O contrato de venda de 59% do fundo com a Ardma foi assinado em Julho passado, por um valor não revelado pelo empresário português, que quer comprar as posições minoritárias, nas mãos do Novo Banco e de investidores, alguns ligados à família Espírito Santo. As receitas da transacção não irão directamente para a Rioforte, de modo a pagar aos seus credores. Serão depositadas "numa conta da insolvente bloqueada pelas autoridades portuguesas". A Comporta era um dos activos que estava arrestado pelas autoridades nacionais, com vista a ressarcir eventuais lesados pela queda do grupo de que Ricardo Salgado era a principal figura.

 

Só após a conclusão da operação de venda do fundo - que também tem de ser negociada com a Caixa Geral de Depósitos, sua principal credora - poderá arrancar a alienação da Herdade da Comporta – Actividades Agro-Silvícolas e Turísticas, em que a Rioforte detém também a maioria do capital e que é a sociedade que gere as actividades agrícolas e turísticas daquela infra-estrutura.

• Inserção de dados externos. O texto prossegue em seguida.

// src/data_input/filter_settings.rs

use serde::{Deserialize, Serialize};
use std::collections::HashMap;
use tracing::debug;

use crate::constants::{
    DEFAULT_DTERM_LPF1_HZ, DEFAULT_DYN_NOTCH_MAX_HZ, DEFAULT_DYN_NOTCH_MIN_HZ,
    DEFAULT_GYRO_LPF1_HZ,
};

/// Current filter cutoffs in Hz. A lowpass cutoff of 0 means the filter is disabled.
#[derive(Debug, Clone, Copy, PartialEq, Eq, Serialize, Deserialize)]
#[serde(default)]
pub struct FilterSettings {
    pub gyro_lpf1_static_hz: u32,
    pub dterm_lpf1_static_hz: u32,
    pub dyn_notch_min_hz: u32,
    pub dyn_notch_max_hz: u32,
}

impl Default for FilterSettings {
    fn default() -> Self {
        Self {
            gyro_lpf1_static_hz: DEFAULT_GYRO_LPF1_HZ,
            dterm_lpf1_static_hz: DEFAULT_DTERM_LPF1_HZ,
            dyn_notch_min_hz: DEFAULT_DYN_NOTCH_MIN_HZ,
            dyn_notch_max_hz: DEFAULT_DYN_NOTCH_MAX_HZ,
        }
    }
}

impl FilterSettings {
    pub fn gyro_lpf_enabled(&self) -> bool {
        self.gyro_lpf1_static_hz > 0
    }

    pub fn dterm_lpf_enabled(&self) -> bool {
        self.dterm_lpf1_static_hz > 0
    }
}

/// Reads filter cutoffs from Betaflight header metadata.
///
/// Older firmware writes `gyro_lowpass_hz` / `dterm_lowpass_hz`; those are used when the
/// 4.x names are missing. Unknown or unparseable values keep the default.
/// Returns `None` when the header carries none of the filter keys.
pub fn parse_filter_settings(headers: &[(String, String)]) -> Option<FilterSettings> {
    let header_map: HashMap<String, String> = headers
        .iter()
        .map(|(k, v)| (k.trim().to_lowercase(), v.trim().to_string()))
        .collect();

    let lookup = |keys: &[&str]| -> Option<u32> {
        keys.iter()
            .filter_map(|key| header_map.get(*key))
            .find_map(|value| value.parse::<u32>().ok())
    };

    let gyro = lookup(&["gyro_lpf1_static_hz", "gyro_lowpass_hz"]);
    let dterm = lookup(&["dterm_lpf1_static_hz", "dterm_lowpass_hz"]);
    let notch_min = lookup(&["dyn_notch_min_hz"]);
    let notch_max = lookup(&["dyn_notch_max_hz"]);

    if gyro.is_none() && dterm.is_none() && notch_min.is_none() && notch_max.is_none() {
        debug!("No filter settings in header metadata");
        return None;
    }

    let defaults = FilterSettings::default();
    let settings = FilterSettings {
        gyro_lpf1_static_hz: gyro.unwrap_or(defaults.gyro_lpf1_static_hz),
        dterm_lpf1_static_hz: dterm.unwrap_or(defaults.dterm_lpf1_static_hz),
        dyn_notch_min_hz: notch_min.unwrap_or(defaults.dyn_notch_min_hz),
        dyn_notch_max_hz: notch_max.unwrap_or(defaults.dyn_notch_max_hz),
    };
    debug!("Filter settings from header: {:?}", settings);
    Some(settings)
}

Além de pretender o fundo, Pedro de Almeida quer ficar também com esta empresa.

 

A venda do fundo da herdade, localizada em Alcácer do Sal e Grândola, arrancou em Setembro do ano passado, depois de a primeira tentativa, datada de Junho de 2015, ter falhado precisamente devido aos arrestos de bens determinado pela justiça portuguesa.